In effetti, non tutto funzionava sempre per il verso giusto e nel prosieguo del tour alcuni problemi legati all'affidabilità causarono la demolizione del primo lotto di cannoni fornito dalla società basata a Birmingham Light & Sound Design (LSD). Al riguardo il co-fondatore della LSD Terry Lee ha dichiarato a Classic Rock: "Il concetto originale era basato sull'apertura delle alette nelle pile di amplificatori, poi i cannoni sarebbero emersi e avrebbero sparato come avrebbero fatto su una nave pirata. I problemi erano sia meccanici che pirotecnici, quindi vennero sostituiti con qualcosa di molto più drammatico e affidabile."

“C'erano scintille che volavano dappertutto”, ammise Angus Young nel 2004. “Così ci siamo sbarazzati di loro abbastanza velocemente e abbiamo preso due cannoni giganti che abbiamo messo su entrambi i lati. Gli oggetti di scena non sempre funzionano."
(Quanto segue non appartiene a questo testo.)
use std::fmt;
use std::sync::atomic::{AtomicBool, AtomicU64, AtomicUsize, Ordering};
use std::sync::Arc;
use std::time::Instant;

use bytes::Bytes;
use crossbeam::utils::CachePadded;
use serde::{Deserialize, Serialize};
use tracing::trace;

use crate::error::StaleFrameError;
use crate::geometry::Rotation;

/// Pixel formats a camera may deliver
#[derive(Debug, Clone, Copy, PartialEq, Eq, Serialize, Deserialize)]
pub enum PixelFormat {
    Grey,
    Yuyv4,
    Mjpeg,
}

/// One image handed over by the camera layer, already reduced to its luma plane.
#[derive(Debug, Clone)]
pub struct RawImage {
    /// Row-major 8 bit luma, `width * height` bytes
    pub luma: Bytes,
    pub width: u32,
    pub height: u32,
    /// Capture timestamp for latency tracking
    pub timestamp: Instant,
}

impl RawImage {
    pub fn new(luma: impl Into<Bytes>, width: u32, height: u32) -> Self {
        Self {
            luma: luma.into(),
            width,
            height,
            timestamp: Instant::now(),
        }
    }
}

/// A captured frame leased from a [`FrameChannel`].
///
/// Frames are move-only. Dropping one releases its slot in the channel, so a
/// frame is released exactly once, wherever its owner lets go of it.
pub struct Frame {
    image: RawImage,
    rotation: Rotation,
    sequence: u64,
    lease: Lease,
}

impl Frame {
    pub fn sequence(&self) -> u64 {
        self.sequence
    }

    pub fn rotation(&self) -> Rotation {
        self.rotation
    }

    pub fn width(&self) -> u32 {
        self.image.width
    }

    pub fn height(&self) -> u32 {
        self.image.height
    }

    pub fn timestamp(&self) -> Instant {
        self.image.timestamp
    }

    /// Whether the channel that produced this frame is still open.
    pub fn is_live(&self) -> bool {
        self.lease.shared.open.load(Ordering::Acquire)
    }

    /// Borrow the luma plane, failing once the channel has been closed.
    pub fn luma(&self) -> Result<&Bytes, StaleFrameError> {
        if self.is_live() {
            Ok(&self.image.luma)
        } else {
            Err(StaleFrameError {
                sequence: self.sequence,
            })
        }
    }
}

impl fmt::Debug for Frame {
    fn fmt(&self, f: &mut fmt::Formatter<'_>) -> fmt::Result {
        f.debug_struct("Frame")
            .field("sequence", &self.sequence)
            .field("width", &self.image.width)
            .field("height", &self.image.height)
            .field("rotation", &self.rotation)
            .finish()
    }
}

struct Lease {
    shared: Arc<Shared>,
}

impl Drop for Lease {
    fn drop(&mut self) {
        self.shared.stats.outstanding.fetch_sub(1, Ordering::AcqRel);
        self.shared.stats.released.fetch_add(1, Ordering::Relaxed);
    }
}

struct Shared {
    capacity: usize,
    open: AtomicBool,
    next_sequence: AtomicU64,
    stats: CachePadded<Stats>,
}

#[derive(Default)]
struct Stats {
    outstanding: AtomicUsize,
    acquired: AtomicU64,
    released: AtomicU64,
    rejected: AtomicU64,
}

/// Snapshot of a channel's counters
#[derive(Debug, Clone, Copy, PartialEq, Eq)]
pub struct ChannelStats {
    pub outstanding: usize,
    pub acquired: u64,
    pub released: u64,
    pub rejected: u64,
}

/// Bounded frame-delivery channel between the camera and the scheduler.
///
/// At most `capacity` frames may be alive at once. Closing the channel makes
/// every outstanding frame stale.
#[derive(Clone)]
pub struct FrameChannel {
    shared: Arc<Shared>,
}

impl FrameChannel {
    pub fn new(capacity: usize) -> Self {
        Self {
            shared: Arc::new(Shared {
                capacity: capacity.max(1),
                open: AtomicBool::new(true),
                next_sequence: AtomicU64::new(0),
                stats: CachePadded::new(Stats::default()),
            }),
        }
    }

    pub fn capacity(&self) -> usize {
        self.shared.capacity
    }

    /// Lease a frame for `image`.
    ///
    /// Returns `None` when the channel is closed or all slots are taken.
    pub fn acquire(&self, image: RawImage, rotation: Rotation) -> Option<Frame> {
        let shared = &self.shared;
        if !shared.open.load(Ordering::Acquire) {
            shared.stats.rejected.fetch_add(1, Ordering::Relaxed);
            return None;
        }

        let reserved = shared
            .stats
            .outstanding
            .fetch_update(Ordering::AcqRel, Ordering::Acquire, |n| {
                (n < shared.capacity).then_some(n + 1)
            });
        if reserved.is_err() {
            shared.stats.rejected.fetch_add(1, Ordering::Relaxed);
            trace!(capacity = shared.capacity, "Frame channel full, dropping image");
            return None;
        }

        shared.stats.acquired.fetch_add(1, Ordering::Relaxed);
        let sequence = shared.next_sequence.fetch_add(1, Ordering::Relaxed);
        Some(Frame {
            image,
            rotation,
            sequence,
            lease: Lease {
                shared: Arc::clone(shared),
            },
        })
    }

    pub fn close(&self) {
        self.shared.open.store(false, Ordering::Release);
    }

    pub fn is_open(&self) -> bool {
        self.shared.open.load(Ordering::Acquire)
    }

    pub fn stats(&self) -> ChannelStats {
        let stats = &self.shared.stats;
        ChannelStats {
            outstanding: stats.outstanding.load(Ordering::Acquire),
            acquired: stats.acquired.load(Ordering::Relaxed),
            released: stats.released.load(Ordering::Relaxed),
            rejected: stats.rejected.load(Ordering::Relaxed),
        }
    }
}

#[cfg(test)]
mod tests {
    use super::*;

    fn image() -> RawImage {
        RawImage::new(vec![0u8; 16], 4, 4)
    }

    #[test]
    fn drop_releases_slot() {
        let channel = FrameChannel::new(2);
        let a = channel.acquire(image(), Rotation::Deg0).unwrap();
        let b = channel.acquire(image(), Rotation::Deg0).unwrap();
        assert!(channel.acquire(image(), Rotation::Deg0).is_none());
        assert_eq!(channel.stats().outstanding, 2);

        drop(a);
        assert_eq!(channel.stats().outstanding, 1);
        assert_eq!(channel.stats().released, 1);
        assert!(channel.acquire(image(), Rotation::Deg0).is_some());
        drop(b);

        let stats = channel.stats();
        assert_eq!(stats.outstanding, 0);
        assert_eq!(stats.acquired, 3);
        assert_eq!(stats.released, 3);
        assert_eq!(stats.rejected, 1);
    }

    #[test]
    fn sequences_increase() {
        let channel = FrameChannel::new(4);
        let a = channel.acquire(image(), Rotation::Deg0).unwrap();
        let b = channel.acquire(image(), Rotation::Deg90).unwrap();
        assert!(b.sequence() > a.sequence());
        assert_eq!(b.rotation(), Rotation::Deg90);
    }

    #[test]
    fn closing_makes_frames_stale() {
        let channel = FrameChannel::new(4);
        let frame = channel.acquire(image(), Rotation::Deg0).unwrap();
        assert!(frame.luma().is_ok());

        channel.close();
        assert_eq!(
            frame.luma().unwrap_err(),
            StaleFrameError {
                sequence: frame.sequence()
            }
        );
        assert!(channel.acquire(image(), Rotation::Deg0).is_none());
    }
}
A distanza di anni, i cannoni sono ancora presenti sul palco degli AC/DC. Anche se il cantante della band Brian Johnson a volte vorrebbe che non ci fossero. Nel 2013 infatti disse: "Potrei scrivere un libro su come sia stare sotto un cannone per trent'anni. Vengono fuori delle orribili scintille. E alla fine dello spettacolo ho dei segni di bruciature su tutte le spalle".